**About this exercise:** Nothing in the records may be changed; retype them in full.

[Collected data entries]
◆ ◆ ◆ ◆
//! Diagnostics - Warnings and errors reported back to the host

use std::fmt;

/// Diagnostic severity
#[derive(Debug, Clone, Copy, PartialEq, Eq)]
pub enum Severity {
    Error,
    Warning,
}

/// A single diagnostic message
#[derive(Debug, Clone, PartialEq, Eq)]
pub struct Diagnostic {
    pub severity: Severity,
    pub summary: String,
    pub detail: Option<String>,
    /// Attribute path the diagnostic refers to, if any
    pub attribute: Option<String>,
}

impl Diagnostic {
    pub fn warning(summary: impl Into<String>) -> Self {
        Self {
            severity: Severity::Warning,
            summary: summary.into(),
            detail: None,
            attribute: None,
        }
    }

    pub fn error(summary: impl Into<String>) -> Self {
        Self {
            severity: Severity::Error,
            summary: summary.into(),
            detail: None,
            attribute: None,
        }
    }

    pub fn with_detail(mut self, detail: impl Into<String>) -> Self {
        self.detail = Some(detail.into());
        self
    }

    pub fn with_attribute(mut self, attribute: impl Into<String>) -> Self {
        self.attribute = Some(attribute.into());
        self
    }
}

impl fmt::Display for Diagnostic {
    fn fmt(&self, f: &mut fmt::Formatter<'_>) -> fmt::Result {
        let level = match self.severity {
            Severity::Error => "Error",
            Severity::Warning => "Warning",
        };
        write!(f, "{}: {}", level, self.summary)?;
        if let Some(detail) = &self.detail {
            write!(f, ": {}", detail)?;
        }
        Ok(())
    }
}

/// Ordered collection of diagnostics produced by an operation
#[derive(Debug, Clone, Default, PartialEq, Eq)]
pub struct Diagnostics(Vec<Diagnostic>);

impl Diagnostics {
    pub fn new() -> Self {
        Self::default()
    }

    pub fn push(&mut self, diagnostic: Diagnostic) {
        self.0.push(diagnostic);
    }

    pub fn warn(&mut self, summary: impl Into<String>, detail: impl Into<String>) {
        self.push(Diagnostic::warning(summary).with_detail(detail));
    }

    pub fn extend(&mut self, other: Diagnostics) {
        self.0.extend(other.0);
    }

    pub fn is_empty(&self) -> bool {
        self.0.is_empty()
    }

    pub fn len(&self) -> usize {
        self.0.len()
    }

    pub fn has_errors(&self) -> bool {
        self.0.iter().any(|d| d.severity == Severity::Error)
    }

    pub fn warnings(&self) -> impl Iterator<Item = &Diagnostic> {
        self.0.iter().filter(|d| d.severity == Severity::Warning)
    }

    pub fn iter(&self) -> impl Iterator<Item = &Diagnostic> {
        self.0.iter()
    }
}

impl From<Diagnostic> for Diagnostics {
    fn from(diagnostic: Diagnostic) -> Self {
        Self(vec![diagnostic])
    }
}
◆ ◆ ◆ ◆
**Answer section:**
//! Diagnostics - Warnings and errors reported back to the host

use std::fmt;

/// Diagnostic severity
#[derive(Debug, Clone, Copy, PartialEq, Eq)]
pub enum Severity {
    Error,
    Warning,
}

/// A single diagnostic message
#[derive(Debug, Clone, PartialEq, Eq)]
pub struct Diagnostic {
    pub severity: Severity,
    pub summary: String,
    pub detail: Option<String>,
    /// Attribute path the diagnostic refers to, if any
    pub attribute: Option<String>,
}

impl Diagnostic {
    pub fn warning(summary: impl Into<String>) -> Self {
        Self {
            severity: Severity::Warning,
            summary: summary.into(),
            detail: None,
            attribute: None,
        }
    }

    pub fn error(summary: impl Into<String>) -> Self {
        Self {
            severity: Severity::Error,
            summary: summary.into(),
            detail: None,
            attribute: None,
        }
    }

    pub fn with_detail(mut self, detail: impl Into<String>) -> Self {
        self.detail = Some(detail.into());
        self
    }

    pub fn with_attribute(mut self, attribute: impl Into<String>) -> Self {
        self.attribute = Some(attribute.into());
        self
    }
}

impl fmt::Display for Diagnostic {
    fn fmt(&self, f: &mut fmt::Formatter<'_>) -> fmt::Result {
        let level = match self.severity {
            Severity::Error => "Error",
            Severity::Warning => "Warning",
        };
        write!(f, "{}: {}", level, self.summary)?;
        if let Some(detail) = &self.detail {
            write!(f, ": {}", detail)?;
        }
        Ok(())
    }
}

/// Ordered collection of diagnostics produced by an operation
#[derive(Debug, Clone, Default, PartialEq, Eq)]
pub struct Diagnostics(Vec<Diagnostic>);

impl Diagnostics {
    pub fn new() -> Self {
        Self::default()
    }

    pub fn push(&mut self, diagnostic: Diagnostic) {
        self.0.push(diagnostic);
    }

    pub fn warn(&mut self, summary: impl Into<String>, detail: impl Into<String>) {
        self.push(Diagnostic::warning(summary).with_detail(detail));
    }

    pub fn extend(&mut self, other: Diagnostics) {
        self.0.extend(other.0);
    }

    pub fn is_empty(&self) -> bool {
        self.0.is_empty()
    }

    pub fn len(&self) -> usize {
        self.0.len()
    }

    pub fn has_errors(&self) -> bool {
        self.0.iter().any(|d| d.severity == Severity::Error)
    }

    pub fn warnings(&self) -> impl Iterator<Item = &Diagnostic> {
        self.0.iter().filter(|d| d.severity == Severity::Warning)
    }

    pub fn iter(&self) -> impl Iterator<Item = &Diagnostic> {
        self.0.iter()
    }
}

impl From<Diagnostic> for Diagnostics {
    fn from(diagnostic: Diagnostic) -> Self {
        Self(vec![diagnostic])
    }
}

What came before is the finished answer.